# [What is being asked]
Where the word "newer" occurs in a line of the listing, please copy the line.

# [Supplied material]
◆ ◆ ◆
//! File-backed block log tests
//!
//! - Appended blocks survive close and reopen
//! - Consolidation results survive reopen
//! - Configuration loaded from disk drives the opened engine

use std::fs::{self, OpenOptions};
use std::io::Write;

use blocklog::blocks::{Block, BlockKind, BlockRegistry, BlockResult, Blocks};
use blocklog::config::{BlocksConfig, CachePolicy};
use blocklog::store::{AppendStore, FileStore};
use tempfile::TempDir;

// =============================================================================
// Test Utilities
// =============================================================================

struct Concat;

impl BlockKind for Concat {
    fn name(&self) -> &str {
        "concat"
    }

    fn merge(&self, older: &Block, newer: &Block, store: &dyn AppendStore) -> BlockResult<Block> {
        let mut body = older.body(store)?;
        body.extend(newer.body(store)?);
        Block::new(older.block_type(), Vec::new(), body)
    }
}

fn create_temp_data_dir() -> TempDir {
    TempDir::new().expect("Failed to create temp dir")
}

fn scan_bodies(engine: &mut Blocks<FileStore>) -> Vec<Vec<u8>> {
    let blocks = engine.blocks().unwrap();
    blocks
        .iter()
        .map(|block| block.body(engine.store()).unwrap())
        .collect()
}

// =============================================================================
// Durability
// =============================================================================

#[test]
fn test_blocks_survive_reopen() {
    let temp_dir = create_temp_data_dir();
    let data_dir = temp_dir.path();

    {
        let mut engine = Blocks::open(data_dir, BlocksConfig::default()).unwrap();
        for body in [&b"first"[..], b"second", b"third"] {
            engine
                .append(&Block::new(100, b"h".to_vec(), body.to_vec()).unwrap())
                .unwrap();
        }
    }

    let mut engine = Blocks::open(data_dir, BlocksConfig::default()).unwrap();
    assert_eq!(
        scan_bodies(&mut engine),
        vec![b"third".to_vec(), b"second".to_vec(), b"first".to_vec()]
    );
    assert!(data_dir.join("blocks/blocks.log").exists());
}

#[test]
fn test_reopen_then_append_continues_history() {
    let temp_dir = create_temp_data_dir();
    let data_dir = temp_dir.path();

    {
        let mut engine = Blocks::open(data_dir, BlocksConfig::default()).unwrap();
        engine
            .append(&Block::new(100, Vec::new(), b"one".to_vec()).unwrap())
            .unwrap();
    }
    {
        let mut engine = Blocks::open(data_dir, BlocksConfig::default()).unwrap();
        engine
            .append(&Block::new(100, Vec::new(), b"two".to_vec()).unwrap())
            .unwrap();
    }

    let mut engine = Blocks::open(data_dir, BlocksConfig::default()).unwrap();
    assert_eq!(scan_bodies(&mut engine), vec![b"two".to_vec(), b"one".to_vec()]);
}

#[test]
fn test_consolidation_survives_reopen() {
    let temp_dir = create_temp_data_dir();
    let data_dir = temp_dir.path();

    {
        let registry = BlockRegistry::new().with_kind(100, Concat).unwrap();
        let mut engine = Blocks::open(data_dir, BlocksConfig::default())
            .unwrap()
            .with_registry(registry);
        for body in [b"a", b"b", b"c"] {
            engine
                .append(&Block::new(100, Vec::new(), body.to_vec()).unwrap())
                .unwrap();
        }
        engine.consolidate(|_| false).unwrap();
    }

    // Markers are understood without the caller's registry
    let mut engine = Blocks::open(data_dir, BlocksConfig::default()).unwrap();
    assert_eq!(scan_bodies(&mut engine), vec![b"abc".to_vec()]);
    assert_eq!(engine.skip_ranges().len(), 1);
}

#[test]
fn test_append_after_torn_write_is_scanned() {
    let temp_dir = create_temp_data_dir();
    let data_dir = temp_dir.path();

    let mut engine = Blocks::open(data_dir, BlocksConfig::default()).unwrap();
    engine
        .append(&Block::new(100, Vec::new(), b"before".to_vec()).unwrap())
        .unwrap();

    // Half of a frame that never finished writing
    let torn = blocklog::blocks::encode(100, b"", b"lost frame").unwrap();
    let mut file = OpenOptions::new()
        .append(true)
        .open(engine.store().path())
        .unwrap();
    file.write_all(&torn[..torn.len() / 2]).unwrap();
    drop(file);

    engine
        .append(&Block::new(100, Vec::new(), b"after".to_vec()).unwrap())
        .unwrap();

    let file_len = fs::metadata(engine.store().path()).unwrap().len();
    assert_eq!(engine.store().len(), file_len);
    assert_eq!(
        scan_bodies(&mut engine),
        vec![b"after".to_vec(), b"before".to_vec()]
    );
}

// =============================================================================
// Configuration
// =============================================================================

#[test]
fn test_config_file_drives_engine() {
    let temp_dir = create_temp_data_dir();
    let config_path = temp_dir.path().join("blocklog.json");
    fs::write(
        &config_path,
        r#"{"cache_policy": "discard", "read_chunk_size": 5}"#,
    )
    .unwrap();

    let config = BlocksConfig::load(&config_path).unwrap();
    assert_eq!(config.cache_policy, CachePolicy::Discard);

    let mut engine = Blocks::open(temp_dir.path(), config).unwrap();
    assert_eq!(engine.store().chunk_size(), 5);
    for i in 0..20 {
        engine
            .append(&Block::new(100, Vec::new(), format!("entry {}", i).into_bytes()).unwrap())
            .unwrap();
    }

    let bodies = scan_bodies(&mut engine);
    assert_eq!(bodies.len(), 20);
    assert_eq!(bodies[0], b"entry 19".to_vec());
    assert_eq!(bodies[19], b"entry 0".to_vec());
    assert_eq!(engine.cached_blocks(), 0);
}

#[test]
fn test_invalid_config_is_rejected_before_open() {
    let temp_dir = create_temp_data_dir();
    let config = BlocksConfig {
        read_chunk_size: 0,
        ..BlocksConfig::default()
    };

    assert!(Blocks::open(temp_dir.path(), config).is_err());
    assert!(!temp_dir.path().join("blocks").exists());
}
◆ ◆ ◆
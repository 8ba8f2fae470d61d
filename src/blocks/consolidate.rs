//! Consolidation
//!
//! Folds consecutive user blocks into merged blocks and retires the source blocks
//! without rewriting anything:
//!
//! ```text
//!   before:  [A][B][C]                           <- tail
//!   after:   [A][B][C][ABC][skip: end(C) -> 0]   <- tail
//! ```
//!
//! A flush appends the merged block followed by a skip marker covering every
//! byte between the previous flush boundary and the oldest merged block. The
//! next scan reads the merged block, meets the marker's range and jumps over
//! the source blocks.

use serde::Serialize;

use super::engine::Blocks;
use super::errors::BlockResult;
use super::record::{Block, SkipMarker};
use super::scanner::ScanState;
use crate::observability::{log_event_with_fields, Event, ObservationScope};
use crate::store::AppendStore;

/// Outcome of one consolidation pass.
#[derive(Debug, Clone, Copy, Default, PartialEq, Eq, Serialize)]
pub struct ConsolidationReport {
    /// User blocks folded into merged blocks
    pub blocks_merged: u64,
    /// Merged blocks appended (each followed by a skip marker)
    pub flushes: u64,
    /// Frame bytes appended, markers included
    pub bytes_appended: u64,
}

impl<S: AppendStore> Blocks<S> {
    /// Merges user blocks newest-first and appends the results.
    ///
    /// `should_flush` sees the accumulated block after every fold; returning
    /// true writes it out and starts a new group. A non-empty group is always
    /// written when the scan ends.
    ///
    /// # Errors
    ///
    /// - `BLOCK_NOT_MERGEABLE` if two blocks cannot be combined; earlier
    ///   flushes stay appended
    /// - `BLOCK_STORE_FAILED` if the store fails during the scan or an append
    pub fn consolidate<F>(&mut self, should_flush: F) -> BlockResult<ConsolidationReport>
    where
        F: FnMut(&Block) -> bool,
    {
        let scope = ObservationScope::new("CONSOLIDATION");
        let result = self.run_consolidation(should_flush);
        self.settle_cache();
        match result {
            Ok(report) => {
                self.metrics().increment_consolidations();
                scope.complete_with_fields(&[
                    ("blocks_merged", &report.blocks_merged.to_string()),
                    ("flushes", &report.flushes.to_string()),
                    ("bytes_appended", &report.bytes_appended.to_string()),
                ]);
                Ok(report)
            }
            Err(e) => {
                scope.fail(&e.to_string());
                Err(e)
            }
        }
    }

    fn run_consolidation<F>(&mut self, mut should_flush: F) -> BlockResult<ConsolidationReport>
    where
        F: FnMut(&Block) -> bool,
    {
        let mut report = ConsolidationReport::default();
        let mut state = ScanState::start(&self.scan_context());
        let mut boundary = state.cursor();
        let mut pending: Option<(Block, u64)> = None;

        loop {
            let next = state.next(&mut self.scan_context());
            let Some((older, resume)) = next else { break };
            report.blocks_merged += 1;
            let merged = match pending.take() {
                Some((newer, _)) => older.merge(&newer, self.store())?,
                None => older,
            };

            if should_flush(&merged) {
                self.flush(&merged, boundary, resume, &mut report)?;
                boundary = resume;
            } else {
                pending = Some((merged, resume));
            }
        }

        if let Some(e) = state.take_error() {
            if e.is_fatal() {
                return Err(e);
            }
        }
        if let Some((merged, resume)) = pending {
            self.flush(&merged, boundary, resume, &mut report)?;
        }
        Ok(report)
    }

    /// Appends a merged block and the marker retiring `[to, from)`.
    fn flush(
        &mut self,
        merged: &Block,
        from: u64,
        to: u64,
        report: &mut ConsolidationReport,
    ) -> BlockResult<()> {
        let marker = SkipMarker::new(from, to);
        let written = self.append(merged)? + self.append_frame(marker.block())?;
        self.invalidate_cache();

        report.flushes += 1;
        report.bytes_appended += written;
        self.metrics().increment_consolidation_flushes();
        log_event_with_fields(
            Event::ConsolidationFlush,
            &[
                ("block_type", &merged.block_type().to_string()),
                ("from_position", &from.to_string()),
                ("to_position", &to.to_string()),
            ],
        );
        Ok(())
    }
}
◆ ◆ ◆
# [Task solution]
    fn merge(&self, older: &Block, newer: &Block, store: &dyn AppendStore) -> BlockResult<Block> {
        body.extend(newer.body(store)?);
                Some((newer, _)) => older.merge(&newer, self.store())?,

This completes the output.